Mt 8,5-11
Entrato in Cafàrnao, gli venne incontro un centurione che lo scongiurava e diceva: «Signore, il mio servo è in casa, a letto, paralizzato e soffre terribilmente». Gli disse:
«Verrò e lo guarirò». Ma il centurione rispose: «Signore, io non sono degno che tu entri
sotto il mio tetto, ma di' soltanto una parola e il mio servo sarà guarito.Pur essendo anch'io
un subalterno, ho dei soldati sotto di me e dico a uno: «Va'!», ed egli va; e a un altro:
«Vieni!», ed egli viene; e al mio servo: «Fa' questo!», ed egli lo fa». Ascoltandolo, Gesù si meravigliò e disse a quelli che lo seguivano: «In verità io vi dico,
in Israele non ho trovato nessuno con una fede così grande! Ora io vi dico che molti
verranno dall'oriente e dall'occidente e siederanno a mensa con Abramo, Isacco e Giacobbe
nel regno dei cieli.
Il centurione era il comandante di una centuria, di un gruppo di cento soldati. Egli non chiede nulla per sé, ma
prega Gesù per il suo servo gravemente ammalato. Gesù manifesta tutta la sua disponibilità: "Io verrò e lo curerò"
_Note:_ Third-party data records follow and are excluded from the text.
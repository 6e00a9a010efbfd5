//! String assertions. All skip non-string instances.
//!
//! Lengths count Unicode scalar values, not bytes or UTF-16 units.

use std::sync::Arc;

use jsev_core::EvaluationError;
use serde_json::Value;

use super::{non_negative_integer, Keyword, KeywordEvaluation};
use crate::context::EvaluationContext;

pub fn handlers() -> Vec<Arc<dyn Keyword>> {
    vec![Arc::new(MinLength), Arc::new(MaxLength), Arc::new(Pattern)]
}

/// `minLength`.
#[derive(Debug)]
pub struct MinLength;

impl Keyword for MinLength {
    fn name(&self) -> &str {
        "minLength"
    }

    fn evaluate<'a>(
        &self,
        value: &'a Value,
        ctx: &EvaluationContext<'a>,
        _evaluated: &[KeywordEvaluation],
    ) -> Result<KeywordEvaluation, EvaluationError> {
        let limit = non_negative_integer(ctx, value)?;
        let Value::String(s) = ctx.instance() else {
            return Ok(KeywordEvaluation::skip(self.name()));
        };
        let length = s.chars().count() as u64;
        Ok(KeywordEvaluation::assert(self.name(), length >= limit, || {
            format!("length {length} is shorter than {limit}")
        }))
    }
}

/// `maxLength`.
#[derive(Debug)]
pub struct MaxLength;

impl Keyword for MaxLength {
    fn name(&self) -> &str {
        "maxLength"
    }

    fn evaluate<'a>(
        &self,
        value: &'a Value,
        ctx: &EvaluationContext<'a>,
        _evaluated: &[KeywordEvaluation],
    ) -> Result<KeywordEvaluation, EvaluationError> {
        let limit = non_negative_integer(ctx, value)?;
        let Value::String(s) = ctx.instance() else {
            return Ok(KeywordEvaluation::skip(self.name()));
        };
        let length = s.chars().count() as u64;
        Ok(KeywordEvaluation::assert(self.name(), length <= limit, || {
            format!("length {length} is longer than {limit}")
        }))
    }
}

/// `pattern`. Unanchored search, as with ECMA-262 `RegExp.test`.
#[derive(Debug)]
pub struct Pattern;

impl Keyword for Pattern {
    fn name(&self) -> &str {
        "pattern"
    }

    fn evaluate<'a>(
        &self,
        value: &'a Value,
        ctx: &EvaluationContext<'a>,
        _evaluated: &[KeywordEvaluation],
    ) -> Result<KeywordEvaluation, EvaluationError> {
        let Some(source) = value.as_str() else {
            return Err(ctx.malformed("must be a regular expression string"));
        };
        let regex = ctx.pattern(source)?;
        let Value::String(s) = ctx.instance() else {
            return Ok(KeywordEvaluation::skip(self.name()));
        };
        let matched = ctx.pattern_matches(&regex, s)?;
        Ok(KeywordEvaluation::assert(self.name(), matched, || {
            format!("{s:?} does not match pattern {source:?}")
        }))
    }
}
//! # jsev-engine — JSON Schema Evaluation
//!
//! Evaluates a JSON instance against a JSON Schema and produces a verdict
//! plus a diagnostic tree of per-keyword results and annotations.
//!
//! ## Responsibilities
//!
//! - **Keyword dispatch:** a name → handler registry whose dependency
//!   declarations are layered into priority tiers ([`registry::keywords`]).
//! - **Recursive evaluation:** the frame/state machine in [`context`], with
//!   dynamic scope and a cycle guard.
//! - **Schema storage:** URI, anchor and dynamic-anchor resolution over
//!   registered documents and the embedded meta-schemas
//!   ([`registry::schemas`], [`metaschema`]).
//! - **Dialects:** draft-06, draft-07, 2019-09 and 2020-12, with
//!   `$vocabulary`-selected handler sets ([`registry::vocabulary`]).
//!
//! ## Usage
//!
//! ```no_run
//! use jsev_engine::{EvaluationOptions, SchemaEvaluator};
//! use serde_json::json;
//!
//! let evaluator = SchemaEvaluator::new(&json!({"type": "string"}), EvaluationOptions::default())?;
//! assert!(evaluator.is_valid(&json!("hello"))?);
//! # Ok::<(), jsev_core::JsevError>(())
//! ```
//!
//! ## Crate Policy
//!
//! - No network or file I/O during evaluation. Non-local references are
//!   satisfied up front through a [`Retrieve`] hook.
//! - No `.unwrap()` outside tests.

pub mod context;
pub mod evaluator;
pub mod keywords;
pub mod metaschema;
pub mod options;
pub mod registry;
pub mod results;
pub mod retrieve;

// Re-export primary types.
pub use context::EvaluationContext;
pub use evaluator::{evaluate, validate_schema, SchemaEvaluator};
pub use keywords::{Keyword, KeywordEvaluation};
pub use options::{ConfigError, EvaluationOptions};
pub use registry::{KeywordRegistry, SchemaRegistry, Vocabulary, VocabularyRegistry};
pub use results::{EvaluationResults, OutputFormat};
pub use retrieve::{load_document, DirectoryRetriever, InMemoryRetriever, LoadError, Retrieve};
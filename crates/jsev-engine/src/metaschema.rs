//! # Built-in Meta-Schemas
//!
//! The published meta-schemas of every supported dialect, embedded at
//! compile time and parsed when the global schema registry is first used.
//!
//! | Dialect | Documents |
//! |---------|-----------|
//! | draft-06 | `schema` |
//! | draft-07 | `schema` |
//! | 2019-09 | `schema` + core, applicator, validation, meta-data, format, content |
//! | 2020-12 | `schema` + core, applicator, unevaluated, validation, meta-data, format-annotation, format-assertion, content |

use serde_json::Value;

/// (file name, source text) for every embedded meta-schema.
const SOURCES: &[(&str, &str)] = &[
    ("draft-06/schema.json", include_str!("../metaschemas/draft-06/schema.json")),
    ("draft-07/schema.json", include_str!("../metaschemas/draft-07/schema.json")),
    ("2019-09/schema.json", include_str!("../metaschemas/2019-09/schema.json")),
    ("2019-09/meta/core.json", include_str!("../metaschemas/2019-09/meta/core.json")),
    ("2019-09/meta/applicator.json", include_str!("../metaschemas/2019-09/meta/applicator.json")),
    ("2019-09/meta/validation.json", include_str!("../metaschemas/2019-09/meta/validation.json")),
    ("2019-09/meta/meta-data.json", include_str!("../metaschemas/2019-09/meta/meta-data.json")),
    ("2019-09/meta/format.json", include_str!("../metaschemas/2019-09/meta/format.json")),
    ("2019-09/meta/content.json", include_str!("../metaschemas/2019-09/meta/content.json")),
    ("2020-12/schema.json", include_str!("../metaschemas/2020-12/schema.json")),
    ("2020-12/meta/core.json", include_str!("../metaschemas/2020-12/meta/core.json")),
    ("2020-12/meta/applicator.json", include_str!("../metaschemas/2020-12/meta/applicator.json")),
    ("2020-12/meta/unevaluated.json", include_str!("../metaschemas/2020-12/meta/unevaluated.json")),
    ("2020-12/meta/validation.json", include_str!("../metaschemas/2020-12/meta/validation.json")),
    ("2020-12/meta/meta-data.json", include_str!("../metaschemas/2020-12/meta/meta-data.json")),
    (
        "2020-12/meta/format-annotation.json",
        include_str!("../metaschemas/2020-12/meta/format-annotation.json"),
    ),
    (
        "2020-12/meta/format-assertion.json",
        include_str!("../metaschemas/2020-12/meta/format-assertion.json"),
    ),
    ("2020-12/meta/content.json", include_str!("../metaschemas/2020-12/meta/content.json")),
];

/// Parse every embedded meta-schema. A document that fails to parse is
/// logged and left out.
pub fn documents() -> Vec<Value> {
    SOURCES
        .iter()
        .filter_map(|(name, source)| match serde_json::from_str(source) {
            Ok(document) => Some(document),
            Err(err) => {
                tracing::error!(file = name, error = %err, "embedded meta-schema does not parse");
                None
            }
        })
        .collect()
}

#[cfg(test)]
mod tests {
    use super::*;
    use jsev_core::Dialect;

    #[test]
    fn test_every_document_parses() {
        assert_eq!(documents().len(), SOURCES.len());
    }

    #[test]
    fn test_every_dialect_has_its_meta_schema() {
        let ids: Vec<String> = documents()
            .iter()
            .filter_map(|d| d.get("$id").and_then(Value::as_str).map(str::to_string))
            .collect();
        for dialect in Dialect::all() {
            assert!(
                ids.iter().any(|id| id == dialect.meta_schema_uri()),
                "missing meta-schema for {dialect}"
            );
        }
    }
}
//! Pure annotation keywords. Always valid; the annotation is the keyword's
//! raw value.
//!
//! `contentSchema` is not applied to decoded content: content assertion is
//! off by default in every supported dialect.

use std::sync::Arc;

use jsev_core::{Dialect, EvaluationError};
use serde_json::Value;

use super::{is_schema, Keyword, KeywordEvaluation};
use crate::context::EvaluationContext;

pub fn handlers() -> Vec<Arc<dyn Keyword>> {
    [
        ("title", Shape::String, Dialect::Draft6),
        ("description", Shape::String, Dialect::Draft6),
        ("default", Shape::Any, Dialect::Draft6),
        ("examples", Shape::Array, Dialect::Draft6),
        ("deprecated", Shape::Boolean, Dialect::Draft201909),
        ("readOnly", Shape::Boolean, Dialect::Draft7),
        ("writeOnly", Shape::Boolean, Dialect::Draft7),
        ("contentEncoding", Shape::String, Dialect::Draft7),
        ("contentMediaType", Shape::String, Dialect::Draft7),
        ("contentSchema", Shape::Schema, Dialect::Draft201909),
    ]
    .into_iter()
    .map(|(name, shape, since)| Arc::new(Annotation { name, shape, since }) as Arc<dyn Keyword>)
    .collect()
}

#[derive(Debug, Clone, Copy, PartialEq, Eq)]
enum Shape {
    Any,
    String,
    Array,
    Boolean,
    Schema,
}

impl Shape {
    fn admits(self, value: &Value) -> bool {
        match self {
            Self::Any => true,
            Self::String => value.is_string(),
            Self::Array => value.is_array(),
            Self::Boolean => value.is_boolean(),
            Self::Schema => is_schema(value),
        }
    }

    fn describe(self) -> &'static str {
        match self {
            Self::Any => "any value",
            Self::String => "a string",
            Self::Array => "an array",
            Self::Boolean => "a boolean",
            Self::Schema => "a schema (object or boolean)",
        }
    }
}

/// An annotation-only keyword.
#[derive(Debug)]
pub struct Annotation {
    name: &'static str,
    shape: Shape,
    since: Dialect,
}

impl Keyword for Annotation {
    fn name(&self) -> &str {
        self.name
    }

    fn supports(&self, dialect: Dialect) -> bool {
        dialect >= self.since
    }

    fn evaluate<'a>(
        &self,
        value: &'a Value,
        ctx: &EvaluationContext<'a>,
        _evaluated: &[KeywordEvaluation],
    ) -> Result<KeywordEvaluation, EvaluationError> {
        if !self.shape.admits(value) {
            return Err(ctx.malformed(format!("must be {}", self.shape.describe())));
        }
        Ok(KeywordEvaluation::annotate(self.name, value.clone()))
    }
}

#[cfg(test)]
mod tests {
    use super::*;

    #[test]
    fn test_dialect_gates() {
        let handlers = handlers();
        let get = |name: &str| handlers.iter().find(|h| h.name() == name).unwrap().clone();
        assert!(get("title").supports(Dialect::Draft6));
        assert!(!get("deprecated").supports(Dialect::Draft7));
        assert!(!get("readOnly").supports(Dialect::Draft6));
        assert!(get("contentSchema").supports(Dialect::Draft202012));
    }
}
(v. 7). Ma il centurione dichiara di non essere degno di ricevere Gesù in casa propria ed è convinto che non occorre
che il Signore vada da lui perché lo ritiene capace di comandare anche a distanza sulle potenze del male.
Il centurione è un pagano che crede senza esitazione nel potere della parola di Dio.
E la fede nella parola di Dio
permette al Signore di agire in noi.
Il miracolo è un segno dell'amore di Dio che interviene a nostro favore, perché è infinitamente sensibile al nostro
male. Egli vuole donarci tutto e soprattutto se stesso. Aspetta solo che glielo chiediamo con fede.
La grande fede del centurione rende manifesta la mancanza di fede in Israele.
La semplice appartenenza anagrafica
al popolo di Dio non dà a nessuno la certezza di essere salvato: a tutti è richiesta la fede che si manifesta
nelle opere.
L'incontro con il centurione offre a Gesù l'occasione per annunciare l'entrata di tutti i popoli nel regno di Dio. I
pagani prenderanno posto alla tavola dei patriarchi nel regno dei cieli.
La Chiesa è costituita da coloro che credono nella parola di Dio e la mettono in pratica. Nel regno di Dio entreranno
solo i figli, ossia quelli che sono stati rigenerati "dalla parola di Dio viva ed eterna" (1Pt 1,23), dalla parola del
vangelo. Il futuro eterno lo si prepara giorno per giorno accogliendo o rifiutando la parola di Gesù.
La nostra libertà
si esprime pienamente nella fede o nella mancanza di fede, nel nostro acconsentire alla comunione con Dio o nel
rifiutarla.
Solo con il detto minaccioso del v. 12 la provocazione raggiunge il suo culmine. E' colpita la generazione dei
giudei contemporanea di Matteo, il giudaismo guidato dai farisei.
La causa della sua esclusione è il rifiuto della parola
di Gesù, che è decisiva ai fini della salvezza. Le tenebre significano il luogo più lontano da Cristo, che è la luce
(cf. Mt 416) e la salvezza. Il pianto e lo stridore di denti indica il furore smisurato (cf. Sal 3516; 3712; 112,10).
La frase conclusiva del v. 13 ritorna a parlare del servo malato.
La precisazione "in quell'istante" significa che la
guarigione è avvenuta nel momento in cui Gesù ha pronunciato la sua parola.
In questo brano compare all'orizzonte il pellegrinaggio di tutti i popoli che affluiranno alla casa del Signore, e
l'annuncio finale del vangelo di Matteo: "Andate e ammaestrate tutte le nazioni" (28,19).